I would like to better understand this point and which aspect of it is not feasible.

If you setup the MetaDB following the instructions here: https://github.com/ooni/sysadmin/blob/master/docs/metadb-sharing.md, it will be configured as a read-only replica which will automatically sync as soon as we write new changes to the OONI MetaDb.

That is to say that there is no need to do a clone once per day, you just set it up once and then it will automatically sync every time.

Did you eventually manage to set it up? What are you thoughts about the schema of the vanilla_tor tables, are they adequate?

The MetaDB is the main way we are encouraging people to integrate OONI data for batch analysis and we already have several users of it. I would like to try to better understand what are the limitations and issues you are facing so we can try to best address them.

We might be able to maintain a copy of the .yaml files of vanilla_tor measurements only. We would sync these once or twice per day and serve them with CollecTor. We'd have to define our own database schema for importing and aggregating them. This is not a small project and not a small commitment.

I think this approach is highly sub-optimal as it will require you duplicating the code we are already writing for parsing the OONI dataset.

A while ago we were hoping to get a .csv file from OONI with just the data we need. For example, the .csv file behind the three graphs above is 150M large, though it could easily be reduced to 75M, uncompressed. Maybe we'd have to define precisely what data we want (the discussion above) and then write the database query for it.
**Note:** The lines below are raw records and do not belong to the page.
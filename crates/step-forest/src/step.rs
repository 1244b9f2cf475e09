//! Recorded operation steps as plain, inspectable data.
//!
//! A step is a tagged variant plus a human-readable note, never a captured
//! closure: the whole list can be examined, stored, or handed across a
//! boundary before anything mutates. Mutation happens only when a step is
//! applied, and only the `CreateLeaf`, `Splice`, and `Rotate` variants
//! mutate at all.

use crate::rotate::Rotation;

/// Which engine operation a step list was prepared for.
#[derive(Clone, Copy, Debug, PartialEq, Eq)]
pub enum TreeOp {
    Insert,
    Delete,
    Search,
}

/// Descent direction out of a node.
#[derive(Clone, Copy, Debug, PartialEq, Eq)]
pub enum Side {
    Left,
    Right,
}

impl Side {
    pub fn as_str(&self) -> &'static str {
        match self {
            Side::Left => "left",
            Side::Right => "right",
        }
    }
}

/// One fragment of an operation's work.
///
/// Steps in a prepared list are sequentially dependent: each one is valid
/// exactly on the tree state produced by applying its predecessors, and
/// applying the whole list in order reproduces the direct engine call
/// node for node.
#[derive(Clone, Debug, PartialEq, Eq)]
pub enum StepKind {
    /// The subject key was compared against the key at `at`. No mutation.
    Compare { at: i64 },
    /// The descent left `from` toward the given side. No mutation.
    Descend { from: i64, side: Side },
    /// Attach the subject key as a new leaf at its comparison-determined
    /// slot, recomputing ancestor heights. No rebalancing.
    CreateLeaf,
    /// Unlink the subject key: direct splice for at most one child, or
    /// in-order-successor promotion followed by removing the successor
    /// node from the right subtree. Recomputes heights, no rebalancing.
    Splice,
    /// One (possibly double) rotation at the node currently holding
    /// `pivot`. Applied exactly once; heights along the root path are
    /// recomputed.
    Rotate { pivot: i64, kind: Rotation },
    /// Terminal: the operation finished and the tree now matches the
    /// direct engine result. No mutation.
    Commit,
    /// Terminal: the key was absent, nothing was or will be mutated.
    NotFound,
    /// Terminal: insert of an existing key, reported and ignored.
    DuplicateIgnored,
}

/// A recorded step: the operation's subject key, the step's kind, and a
/// short narration of what this fragment does.
#[derive(Clone, Debug, PartialEq, Eq)]
pub struct Step {
    pub subject: i64,
    pub kind: StepKind,
    pub note: String,
}

impl Step {
    pub fn new(subject: i64, kind: StepKind, note: String) -> Self {
        Self {
            subject,
            kind,
            note,
        }
    }

    /// True for the variants that perform no mutation when applied.
    pub fn is_passive(&self) -> bool {
        !matches!(
            self.kind,
            StepKind::CreateLeaf | StepKind::Splice | StepKind::Rotate { .. }
        )
    }
}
This would be the smallest project and commitment from our side; in other words, it would be most likely to happen soon.

This is also a possibility if you give us an idea of what queries you need to run exactly.
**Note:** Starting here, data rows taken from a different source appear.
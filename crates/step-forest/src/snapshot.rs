//! Ordered key list ⇄ tree conversion.
//!
//! Snapshots are **pre-order** (node, left, right): reinserting a pre-order
//! sequence through the ordinary insert path reproduces the original
//! node-by-node shape, not just the key set. An in-order sequence must never
//! be used here: it is always ascending, so a rebuild degenerates the shape
//! toward a chain (or, under rebalancing, silently forgets it). Sorting the
//! keys has the same effect and is equally wrong.
//!
//! [`in_order_keys`] exists for validation and ordered listings only.

use crate::balance::BalancePolicy;
use crate::node::Node;
use crate::tree::Tree;

/// Keys in pre-order: the snapshot contract.
pub fn pre_order_keys(node: Option<&Node>, out: &mut Vec<i64>) {
    let Some(n) = node else {
        return;
    };
    out.push(n.key);
    pre_order_keys(n.left.as_deref(), out);
    pre_order_keys(n.right.as_deref(), out);
}

/// Keys in ascending order. Not a snapshot input.
pub fn in_order_keys(node: Option<&Node>, out: &mut Vec<i64>) {
    let Some(n) = node else {
        return;
    };
    in_order_keys(n.left.as_deref(), out);
    out.push(n.key);
    in_order_keys(n.right.as_deref(), out);
}

/// Rebuild a tree by inserting `keys` in the given sequence through the
/// ordinary insert operation. Duplicates are skipped.
pub fn from_keys<P: BalancePolicy>(keys: &[i64]) -> Tree<P> {
    let mut tree = Tree::new();
    tree.extend(keys.iter().copied());
    tree
}

#[cfg(test)]
mod tests {
    use super::*;
    use crate::balance::AvlBalance;

    #[test]
    fn pre_order_walks_node_left_right() {
        let tree: Tree<AvlBalance> = from_keys(&[20, 10, 30]);
        let mut keys = Vec::new();
        pre_order_keys(tree.root.as_deref(), &mut keys);
        assert_eq!(keys, vec![20, 10, 30]);

        let mut ordered = Vec::new();
        in_order_keys(tree.root.as_deref(), &mut ordered);
        assert_eq!(ordered, vec![10, 20, 30]);
    }
}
We already have some private API endpoints to support the usage of this data in OONI Explorer: https://github.com/ooni/api/blob/master/measurements/api/private.py#L638, though these are not really means to be consumed externally and may be subject to change.

The MetaDB sync is the option that would be preferable for us.
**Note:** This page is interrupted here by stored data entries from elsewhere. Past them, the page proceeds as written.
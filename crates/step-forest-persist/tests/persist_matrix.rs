use step_forest::{AvlTree, BstTree};
use step_forest_persist::{
    decode, encode, restore, snapshot, PersistError, Record, StructureKind,
};

#[test]
fn encode_decode_round_trip() {
    let records = vec![
        Record {
            kind: StructureKind::Avl,
            keys: vec![20, 10, 30],
        },
        Record {
            kind: StructureKind::Stack,
            keys: vec![],
        },
        Record {
            kind: StructureKind::LinkedList,
            keys: vec![-5, 0, 7],
        },
    ];

    let text = encode(&records);
    assert_eq!(text, "avl:20,10,30\nstack\nlinked-list:-5,0,7\n");
    assert_eq!(decode(&text).unwrap(), records);
}

#[test]
fn decode_rejects_unknown_structure_tags() {
    assert_eq!(
        decode("treap:1,2,3"),
        Err(PersistError::UnknownStructure("treap".to_string()))
    );
}

#[test]
fn decode_rejects_tagless_lines() {
    assert_eq!(decode("avl:1\n:2,3"), Err(PersistError::MissingTag(2)));
}

#[test]
fn decode_ignores_blank_lines_and_skips_bad_tokens() {
    let records = decode("\navl: 1, x, 3 \n\nbst:2，4\n").unwrap();
    assert_eq!(records.len(), 2);
    assert_eq!(records[0].keys, vec![1, 3]);
    assert_eq!(records[1].keys, vec![2, 4]);
}

#[test]
fn snapshot_restore_preserves_tree_shape() {
    let mut tree = AvlTree::new();
    tree.extend([50, 30, 70, 20, 40, 60, 80]);
    tree.delete(70).unwrap();

    let record = snapshot(&tree, StructureKind::Avl);
    let text = encode(&[record]);

    let decoded = decode(&text).unwrap();
    assert_eq!(decoded[0].kind, StructureKind::Avl);

    let restored: AvlTree = restore(&decoded[0]);
    assert_eq!(restored, tree);
}

#[test]
fn sibling_structures_share_the_record_shape() {
    let mut tree = BstTree::new();
    tree.extend([40, 20, 60, 10, 30]);

    let record = snapshot(&tree, StructureKind::Bst);
    let restored: BstTree = restore(&record);
    assert_eq!(restored, tree);
}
A possible variant of the ideas above would be that we operate on a read-only copy of the metadata database where we can define views, run queries, and export results as .csv files.

This is also a possibility, though I would like to better first understand what are the issues or limitations you are having in accessing the MetaDB.

Keep in mind we are currently facing a lot of challenges in scaling up the MetaDB to support the increased usage of OONI Explorer and hence we are trying, when possible, to move people away from using our instance and setting up their own especially for batch analysis needs.

If we do go this route we may setup a separate read-only replica just to be used by external consumers of the data.

Once we get a better idea of what are your needs (an example query would be very useful) and if the vanilla_tor table is adequate we can maybe see if we can also do some sort of csv export of the data.

For information on the schema of the vanilla_tor table see:
https://github.com/ooni/pipeline/blob/master/af/shovel/centrifugation.py#L1605
https://github.com/ooni/pipeline/blob/master/af/oometa/006-vanilla-tor.install.sql#L7

comment:5 in reply to:  1 Changed 4 months ago by phw

Thanks for starting this discussion, Karsten. Your analysis is very insightful and already helped me pick a threshold for bridgestrap.

Replying to karsten:

The next step here is to discuss what results we want to add to Tor Metrics. Are these graphs useful, or is there something potentially more interesting in the data that we want to have? I'm hoping for input from other teams here.

All graphs above are ECDFs, unlike other graphs on Tor Metrics. This is a smaller issue on the graphing side, because we need to process non-aggregated measurements for making a graph. It's also a possible issue on the usability side, because ECDFs are probably harder to understand than time plots.


From an anti-censorship point of view, I find your third graph – the bootstrap times broken down by percentages and countries – very useful. It gives us a good idea of where Tor (does not) work and the bootstrap phases provide a hint of how a block is implemented. It would also be great if one could provide arbitrary date ranges to explore this graph, just like it's currently possible for most metrics.